Most states have property taxes, so we do have forms of unrealized capital gainz.. especially since many states will update the value of your property from time to time based on their own assessments and then the amount of tax that you pay (many time annually) is based on such assessment.. which also is part of the reason that people will call themselves cashflow poor and capital rich.. but then they may end up having to start to get loans against their house just to keep paying taxes and of course their other living expenses that keep going up faster than their income (especially once they are on a fixed income). Of course, we know that the robbery of the people is subtle with the ongoing debasement of the dollar (and other fiat) and the various other ways that property values are assessed, and assessments are made regarding how much of a cut (if any?) might need to go to either the federal government or state/local governments.

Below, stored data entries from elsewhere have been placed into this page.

//! End-to-end flow: form selection, pipeline editing, confirmation
//! summary, and the submission payload.

use tsprep::prelude::*;

fn strings(values: &[&str]) -> Vec<String> {
    values.iter().map(|s| s.to_string()).collect()
}

#[test]
fn form_to_submission_flow() {
    let catalog = Catalog::global();
    let mut pipeline = Pipeline::new();

    // First step: normalization, picked and filled in through the form.
    let mut form = StepForm::new();
    form.select_category("scaling");
    form.select_step(catalog, "norm").unwrap();
    form.set_input(0, "0").unwrap();
    form.set_input(1, "1").unwrap();
    assert!(form.validate(catalog).unwrap().unwrap().is_valid());
    form.push_into(catalog, &mut pipeline).unwrap();

    // Second step: smoother, corrected after a failing first attempt.
    form.clear();
    form.select_step(catalog, "moving_avg_smoother").unwrap();
    form.set_input(0, "2.5").unwrap();
    let outcome = form.validate(catalog).unwrap().unwrap();
    assert_eq!(
        outcome.failures(),
        ["Filter window size must be an integer."]
    );
    form.set_input(0, "3").unwrap();
    assert!(form.validate(catalog).unwrap().unwrap().is_valid());
    form.push_into(catalog, &mut pipeline).unwrap();

    // Confirmation view.
    let summary = summarize(&pipeline, catalog).unwrap();
    let lines: Vec<String> = summary.iter().map(|s| s.to_string()).collect();
    assert_eq!(
        lines,
        [
            "1: Normalize  Min=0 Max=1",
            "2: Moving average smoother  Window size=3",
        ]
    );

    // Run.
    let submission = Submission::prepare(
        catalog,
        vec!["temp/abc123/data.csv".to_string()],
        pipeline,
        SubmitOptions {
            download: true,
            visualizations: false,
        },
    )
    .unwrap();

    let payload: serde_json::Value =
        serde_json::from_str(&submission.to_json().unwrap()).unwrap();
    assert_eq!(payload["pipeline"][0]["stepId"], "norm");
    assert_eq!(payload["pipeline"][1]["inputs"][0], "3");
    assert_eq!(payload["options"]["download"], 1);
    assert_eq!(payload["options"]["visualizations"], 0);
}

#[test]
fn removed_steps_never_reach_the_backend() {
    let catalog = Catalog::global();
    let mut pipeline = Pipeline::new();
    pipeline
        .push_with_inputs(catalog, "norm", strings(&["0", "1"]))
        .unwrap();
    pipeline.push(catalog, "stand").unwrap();
    pipeline.push(catalog, "nothing").unwrap();

    let removed = pipeline.remove(1).unwrap();
    assert_eq!(removed.step_id(), "stand");

    let submission = Submission::prepare(
        catalog,
        vec!["data.csv".to_string()],
        pipeline,
        SubmitOptions::default(),
    )
    .unwrap();

    let payload: serde_json::Value =
        serde_json::from_str(&submission.to_json().unwrap()).unwrap();
    let ids: Vec<&str> = payload["pipeline"]
        .as_array()
        .unwrap()
        .iter()
        .map(|s| s["stepId"].as_str().unwrap())
        .collect();
    assert_eq!(ids, ["norm", "nothing"]);
}

#[test]
fn invalid_edits_are_caught_before_submission() {
    let catalog = Catalog::global();
    let mut pipeline = Pipeline::new();
    let pos = pipeline.push(catalog, "norm").unwrap();
    pipeline.set_input(pos, 0, "10").unwrap();
    pipeline.set_input(pos, 1, "0").unwrap();

    let outcomes = pipeline.check(catalog).unwrap();
    assert_eq!(
        outcomes[0].failures(),
        ["Normalization minimum must be less than the maximum."]
    );

    let err = Submission::prepare(
        catalog,
        vec!["data.csv".to_string()],
        pipeline,
        SubmitOptions::default(),
    )
    .unwrap_err();
    assert!(matches!(err, PrepError::InvalidPipeline { position: 0, .. }));
}

#[test]
fn pipeline_round_trips_through_the_wire_format() {
    let catalog = Catalog::global();
    let mut pipeline = Pipeline::new();
    pipeline
        .push_with_inputs(catalog, "moving_avg_smoother", strings(&["7"]))
        .unwrap();
    pipeline.push(catalog, "y-j").unwrap();

    let json = serde_json::to_string(&pipeline).unwrap();
    let back: Pipeline = serde_json::from_str(&json).unwrap();
    assert_eq!(back, pipeline);

    // A decoded pipeline still validates against the same catalog.
    assert!(back.check(catalog).unwrap().iter().all(Validation::is_valid));
}
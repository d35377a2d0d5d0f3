use crate::core::connection::{Connection, HandlerFactory, Timeouts};
use std::io;
use std::net::{SocketAddr, TcpListener, TcpStream, ToSocketAddrs};
use std::sync::atomic::{AtomicBool, Ordering};
use std::sync::Arc;
use std::thread;
use tracing::{error, info, trace};

/// Minimal TCP harness: accepts connections and serves each on its own
/// thread, sharing one handler factory.
pub struct Server {
  listener: TcpListener,
  timeouts: Timeouts,
  factory: Arc<dyn HandlerFactory>,
  stopping: AtomicBool,
}

impl Server {
  pub fn bind(
    addr: impl ToSocketAddrs,
    timeouts: Timeouts,
    factory: Arc<dyn HandlerFactory>,
  ) -> io::Result<Self> {
    let listener = TcpListener::bind(addr)?;
    info!("[RPC] listening on {}", listener.local_addr()?);
    Ok(Server {
      listener,
      timeouts,
      factory,
      stopping: AtomicBool::new(false),
    })
  }

  pub fn local_addr(&self) -> io::Result<SocketAddr> {
    self.listener.local_addr()
  }

  /// Accept until [`stop`](Server::stop) is called. Each accepted socket
  /// gets a connection with its own root handler and serve thread.
  pub fn serve_forever(&self) -> io::Result<()> {
    for stream in self.listener.incoming() {
      if self.stopping.load(Ordering::Acquire) {
        break;
      }
      match stream {
        Ok(stream) => self.spawn_connection(stream)?,
        Err(err) => error!("[RPC] accept failed: {}", err),
      }
    }
    info!("[RPC] accept loop stopped");
    Ok(())
  }

  fn spawn_connection(&self, stream: TcpStream) -> io::Result<()> {
    trace!("[RPC] accepted connection from {:?}", stream.peer_addr().ok());
    let factory = self.factory.clone();
    let timeouts = self.timeouts;
    thread::Builder::new()
      .name("duplex-rpc-conn".to_string())
      .spawn(move || {
        let conn = Connection::new(stream, timeouts, Some(factory.as_ref()));
        if let Err(err) = conn.serve() {
          error!("[RPC] connection ended with error: {}", err);
        }
      })?;
    Ok(())
  }

  /// Ask the accept loop to exit. Best-effort: pokes the listener with a
  /// throwaway connection so a blocking accept wakes up.
  pub fn stop(&self) {
    self.stopping.store(true, Ordering::Release);
    if let Ok(addr) = self.listener.local_addr() {
      let _ = TcpStream::connect(addr);
    }
  }
}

I would argue that those are not taxes on unrealized gains. You are charged an annual tax for owning a property and it goes up with inflation but if they were taxes on unrealized gains in the tax bill there would have to be a subtraction between the estimated value of your property two years ago, and the previous year. So for this 2025 you would have something like this:
Estimated 2023 value: $600K
Estimated 2024 value: $700K
Gain: $100K
And on that $100K you would be taxed, but I am sure that is not the case and it will be like in Europe, that depending on the value of your property (not the supposed gain), and the place where you live and the taxes of the government there they tax the property to theoretically finance public services like infrastructures.